Big Picture Thoughts From My First 90k Hands.


I. Table / Seat Selection
a) Finding the fish
b) Taking a seat
c) Leaving the table

II. Taking Shots
a) The importance of table selection
b) How big of a shot to take
c) Risk vs. reward
d) Coaching



I. Table / Seat selection

I am very picky when it comes to table and seat selection. I do not sit at tables if they do not look good, and I leave tables when they become bad. In addition, I do not sit if my position relative to my ‘buddy’ is bad. The following is my general methodology for table and seat selection.

a) Finding the fish

My definition of ‘fish’ is very simple: any player who plays > 60% of their starting hands.

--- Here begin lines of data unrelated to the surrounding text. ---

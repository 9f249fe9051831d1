//! Session store implementations.
//!
//! - `inmemory`: process-local store (reference implementation)

pub mod inmemory;

pub use inmemory::InMemorySessionStore;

To generate a list of fish I do the following:

1) Go to the preferences tab in Poker Tracker
2) Check the ‘Use Player Filter’ Box
3) Enter At least: ‘100’ hands played
4) Enter VPIP ‘greater than or equal to’ and ’60’
5) Click on the ‘general tab’

You should now see a list of all the players in your database who have played at least 100 hands and play over 60% of their hands. Since this stat converges quickly, 100 hands is usually a good indication of their starting hand standards. There are many different styles of fish who have VPIP > 60%, but all should be very profitable for you and me.*

*Keep in mind that if you play 4 handed or less, you will run into some good players with VPIP stats greater than 60%.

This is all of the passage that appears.